The geo-chemistry behind Rookwood pottery


#1

[Read the post]


#2

The worst thing is that these days, the subtleties of a lot of art pottery are being counterfeited overseas and sold as the real thing. They’re usually close, but no cigar, and unless the buyer has educated themselves thoroughly, they are sold a sophisticated fake.

I did my undergrad degree in ceramics. Those original glazes…yum!!


#3

Isn’t geochemistry (and chemistry of glasses and ceramics) fun? :smiley:


#4

“One mineral Robinson knows well is feldspar, two of whose alkalis, potash and soda, are common ingredients in clay.”

This is a confusing way of describing something very real and important. The alkali metals that form the basis of potash and soda ash, K and Na, are important constituents of many clay minerals. These 2 common elements are therefore important & common parts of most clay deposits.

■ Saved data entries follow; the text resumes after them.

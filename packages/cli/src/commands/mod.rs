pub mod check;
pub mod init;
pub mod run;
pub mod script;

pub use check::{check, CheckArgs};
pub use init::{init, InitArgs};
pub use run::{run, RunArgs};
//! Tokio driver: runs a [`Form`] against real time.
//!
//! The driver owns the form and reacts to three things: commands from the
//! host, the form's next debounce/retry deadline, and a polling interval
//! for pending computes and, in uncontrolled mode, the change channel. Elapsed time since start is fed to
//! [`Form::advance_to`], so virtual and real clocks agree.
//!
//! The form holds `!Send` compute futures; run the driver on a
//! current-thread runtime or inside a `LocalSet`.

use crate::events::FormEvent;
use crate::form::Form;
use crate::guards::Breakpoint;
use crate::{FormError, Result};
use formloom_document::StoreMode;
use serde_json::Value;
use tokio::sync::mpsc::{UnboundedReceiver, UnboundedSender};
use tokio::time::{self, Instant, MissedTickBehavior};
use tracing::{debug, info};

/// Host → form requests, fields addressed by name
#[derive(Debug, Clone, PartialEq)]
pub enum FormCommand {
    Change { name: String, value: Value },
    Focus { name: String },
    Blur { name: String },
    FlushAll,
    SetDocument(Value),
    SetBreakpoint(Breakpoint),
    Unmount,
}

pub struct FormDriver {
    form: Form,
    started: Instant,
}

impl FormDriver {
    pub fn new(form: Form) -> Self {
        Self {
            form,
            started: Instant::now(),
        }
    }

    pub fn form(&self) -> &Form {
        &self.form
    }

    /// Run until the command channel closes or an unmount arrives; hands
    /// the form back
    pub async fn run(
        mut self,
        mut commands: UnboundedReceiver<FormCommand>,
        events: UnboundedSender<FormEvent>,
    ) -> Result<Form> {
        let mut poll = time::interval(self.form.config().compute_poll_interval());
        poll.set_missed_tick_behavior(MissedTickBehavior::Skip);
        info!("Form driver started");

        loop {
            self.forward(&events);
            let deadline = self.form.next_deadline().map(|at| self.started + at);

            tokio::select! {
                command = commands.recv() => match command {
                    Some(FormCommand::Unmount) => {
                        self.form.unmount();
                        break;
                    }
                    Some(command) => {
                        self.sync_clock()?;
                        self.apply(command)?;
                    }
                    None => break,
                },
                _ = sleep_until(deadline) => self.sync_clock()?,
                _ = poll.tick() => {
                    if self.form.pending_computes() > 0 || self.listens_for_documents() {
                        self.form.pump()?;
                    }
                }
            }
        }

        // Documents pushed right before shutdown
        if self.listens_for_documents() {
            self.form.pump()?;
        }
        self.forward(&events);
        info!("Form driver stopped");
        Ok(self.form)
    }

    /// Uncontrolled forms take host documents over the change channel
    fn listens_for_documents(&self) -> bool {
        self.form.is_mounted() && self.form.mode() == StoreMode::Uncontrolled
    }

    fn sync_clock(&mut self) -> Result<()> {
        self.form.advance_to(self.started.elapsed())
    }

    fn apply(&mut self, command: FormCommand) -> Result<()> {
        debug!(?command, "Driver command");
        match command {
            FormCommand::Change { name, value } => {
                let id = self.resolve(&name, Some(&value))?;
                self.form.on_change(id, value)
            }
            FormCommand::Focus { name } => {
                let id = self.resolve(&name, None)?;
                self.form.on_focus(id)
            }
            FormCommand::Blur { name } => {
                let id = self.resolve(&name, None)?;
                self.form.on_blur(id)
            }
            FormCommand::FlushAll => self.form.flush_all(),
            FormCommand::SetDocument(document) => self.form.receive_document(document),
            FormCommand::SetBreakpoint(breakpoint) => self.form.set_breakpoint(breakpoint),
            FormCommand::Unmount => {
                self.form.unmount();
                Ok(())
            }
        }
    }

    fn resolve(&self, name: &str, value: Option<&Value>) -> Result<formloom_descriptor::NodeId> {
        self.form
            .target(name, value)
            .ok_or_else(|| FormError::UnknownField(name.to_string()))
    }

    fn forward(&mut self, events: &UnboundedSender<FormEvent>) {
        for event in self.form.drain_events() {
            if events.send(event).is_err() {
                debug!("Event receiver dropped");
                break;
            }
        }
    }
}

async fn sleep_until(deadline: Option<Instant>) {
    match deadline {
        Some(at) => time::sleep_until(at).await,
        None => std::future::pending().await,
    }
}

Potash and soda ash are mined in locales that aren’t usually ‘clay deposits’ per se, but they are critical components of the glazes used to produce Arts & Crafts pottery.

I’m probably doing a poor job of explaining this myself; it’s well outside my area of expertise. There is a big difference between the provenance of clays used to make fine art pottery, and the glazes that (also) make them distinctive.

Could someone knowledgeable take it from here?


#5

It helps to realize that a glaze is more similar to glass than to ceramics.

Lead is pretty often used in the glazes, too. The ratio of its stable isotopes could be used for geographically locating its source.


#6

Still one of the best classes I ever took. Raw materials in the hands, going all the way from earth to utensil, and the glazes doing crazy chemistry stuff in the glowing heat of the furnace, absolutely loved it. I’ve gone so far as to consider building a wheel and mini-furnace in my backyard to fire clay.

“Oh, I’m absolutely crackers for geology,” Robinson confirms...
Of the many flavors of "delightful", this is a pretty good one.

#7

I remember fighting with my glaze formulas and oxidation vs. reduction times (we had gas fired kilns) trying to get a nice celadon or ox-blood red consistently, or test a special effect. It had the rush of gambling, because even a location change in the kiln would alter how a glaze turned out, and you wouldn’t know for at least 2 days while the kiln reached temperature, then cooled enough to unload. Once, we ran out of tin oxide, and many of us were reduced to scraping the sides and corners of the bin, trying to get a half teaspoon for our glazes.

Lead is a nasty, because you don’t want to use it on eating dishes (too prone to leach into food if mishandled), but we had plenty of other questionable substances we used in glazes. Fortunately, once fired, even the most exotic ones (like cobalt) were pretty much bound securely into the glaze; occasionally you had to be careful about compounding and firing, because particles and vapors could get loose. Most of the stoneware clay bodies we used were comparatively uncomplicated and non-toxic, unless you wanted a porcelain or other unusual mix. Did you know you could make a sunny yellow with uranium?


#8

please , PLEASE do NOt eat the yellow paint !! nor many of the yeLlow glazes !!


#9

Nor the yellow snow.


#10

And a beautiful bright orange.

I have an old (100 years or so, pre-WW2 certainly, pre-WW1 possibly) ceramic vessel with orange structures painted on it. They make my Geiger sing. I should try autoradiography with them.


#11

At one point, my family had an extensive collection of Fiestaware, including the notorious red-orange which was uranium enriched. I would have loved to pass a Geiger counter over some of those old plates.


#12

I found my one by playing with the Geiger next to the wooden cabinet and noticing that at one point it ticks barely noticeably faster. When I scanned the inside of the cabinet, one item made the counter sing a merry song.


#13

I’m thinking of starting a radiation themed band called The Alphas.

I really want to get some vaseline glass at some point, something with a hollow base that can accommodate a UV LED, I just haven’t thought of what should go on/in it.


#14

Do it do it doooeeeeeeet! :smiley:

You can achieve a similar effect with the fluid from a green glowstick (can be even a spent one, the light emitting molecules aren’t consumed and fluoresce on UV).

Real vaseline glass should be available on eBay.


#15

I have a vial of Rhodamine B suspended diethylphthalate, so I basically already have that (leftovers from a cyalume reaction). The glowing is cool, but having it come from something with U in it is cooler.


#16

Yes, that’s pretty much the content of the glowstick.

That’s certain! :smiley:

You may be able to source some uranium glass cullet on eBay. If you have a suitable kiln, you can then make yourself anything from the glass you have tech for.